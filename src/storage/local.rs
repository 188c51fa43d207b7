// SPDX-License-Identifier: MIT
// SPDX-FileCopyrightText: 2025 Jonathan D. A. Jewell <hyperpolymath>

//! Filesystem-backed bucket

use async_trait::async_trait;
use chrono::{DateTime, Utc};
use std::io::ErrorKind;
use std::path::{Component, Path, PathBuf};
use tokio::io::{AsyncWrite, AsyncWriteExt};
use tracing::{debug, info, warn};

use super::{ScanStorage, StoredObject};
use crate::config::StorageConfig;
use crate::{OculareError, Result};

/// Bucket stored as a directory tree: `<root>/<bucket>/<userId>/<filename>`
#[derive(Debug, Clone)]
pub struct LocalStorage {
    bucket_dir: PathBuf,
}

impl LocalStorage {
    /// Use `dir` as the bucket directory
    pub fn new<P: AsRef<Path>>(dir: P) -> Self {
        Self {
            bucket_dir: dir.as_ref().to_path_buf(),
        }
    }

    pub fn from_config(config: &StorageConfig) -> Self {
        Self::new(Path::new(&config.root).join(&config.bucket))
    }

    pub fn bucket_dir(&self) -> &Path {
        &self.bucket_dir
    }

    /// Map a storage key onto the bucket, refusing anything that escapes it
    fn resolve(&self, key: &str) -> Result<PathBuf> {
        let relative = Path::new(key);
        let escapes = relative
            .components()
            .any(|c| !matches!(c, Component::Normal(_)));

        if key.is_empty() || escapes {
            return Err(OculareError::Storage(format!("Invalid object key: {}", key)));
        }
        Ok(self.bucket_dir.join(relative))
    }
}

#[async_trait]
impl ScanStorage for LocalStorage {
    async fn list(&self, user_id: &str) -> Result<Vec<StoredObject>> {
        let dir = self.resolve(user_id)?;

        let mut entries = match tokio::fs::read_dir(&dir).await {
            Ok(entries) => entries,
            Err(e) if e.kind() == ErrorKind::NotFound => {
                debug!("No storage directory for user {}", user_id);
                return Ok(Vec::new());
            }
            Err(e) => return Err(e.into()),
        };

        let mut objects = Vec::new();
        while let Some(entry) = entries.next_entry().await? {
            let metadata = entry.metadata().await?;
            if !metadata.is_file() {
                continue;
            }
            let created = metadata.created().or_else(|_| metadata.modified())?;
            objects.push(StoredObject {
                name: entry.file_name().to_string_lossy().to_string(),
                created_at: DateTime::<Utc>::from(created),
            });
        }

        objects.sort_by(|a, b| a.name.cmp(&b.name));
        Ok(objects)
    }

    async fn upload(&self, path: &str, bytes: &[u8]) -> Result<()> {
        let target = self.resolve(path)?;
        if let Some(parent) = target.parent() {
            tokio::fs::create_dir_all(parent).await?;
        }

        let file = match tokio::fs::OpenOptions::new()
            .write(true)
            .create_new(true)
            .open(&target)
            .await
        {
            Ok(file) => file,
            Err(e) if e.kind() == ErrorKind::AlreadyExists => {
                return Err(OculareError::StorageConflict(path.to_string()));
            }
            Err(e) => return Err(e.into()),
        };

        write_or_discard(file, &target, bytes).await?;
        info!("Stored {} ({} bytes)", path, bytes.len());
        Ok(())
    }

    async fn remove(&self, paths: &[String]) -> Result<()> {
        let targets = paths
            .iter()
            .map(|p| self.resolve(p))
            .collect::<Result<Vec<_>>>()?;

        for (path, target) in paths.iter().zip(targets) {
            match tokio::fs::remove_file(&target).await {
                Ok(()) => debug!("Removed {}", path),
                Err(e) if e.kind() == ErrorKind::NotFound => {
                    debug!("Already gone: {}", path);
                }
                Err(e) => return Err(e.into()),
            }
        }
        Ok(())
    }

    async fn image_ref(&self, path: &str) -> Result<String> {
        let target = self.resolve(path)?;
        let absolute = tokio::fs::canonicalize(&target)
            .await
            .map_err(|e| OculareError::Storage(format!("Cannot resolve {}: {}", path, e)))?;
        Ok(format!("file://{}", absolute.display()))
    }
}

/// Write `bytes` and close the writer; an incomplete write removes `target`
async fn write_or_discard<W>(mut writer: W, target: &Path, bytes: &[u8]) -> Result<()>
where
    W: AsyncWrite + Unpin,
{
    let written = async {
        writer.write_all(bytes).await?;
        writer.flush().await
    }
    .await;
    drop(writer);

    if let Err(e) = written {
        if let Err(cleanup) = tokio::fs::remove_file(target).await {
            warn!("Could not discard partial object {:?}: {}", target, cleanup);
        }
        return Err(e.into());
    }
    Ok(())
}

● ● ● ● ●

[Your task]
For the string "format", filter the data and copy out each line where it occurs.

[Task answer]
            return Err(OculareError::Storage(format!("Invalid object key: {}", key)));
            .map_err(|e| OculareError::Storage(format!("Cannot resolve {}: {}", path, e)))?;
        Ok(format!("file://{}", absolute.display()))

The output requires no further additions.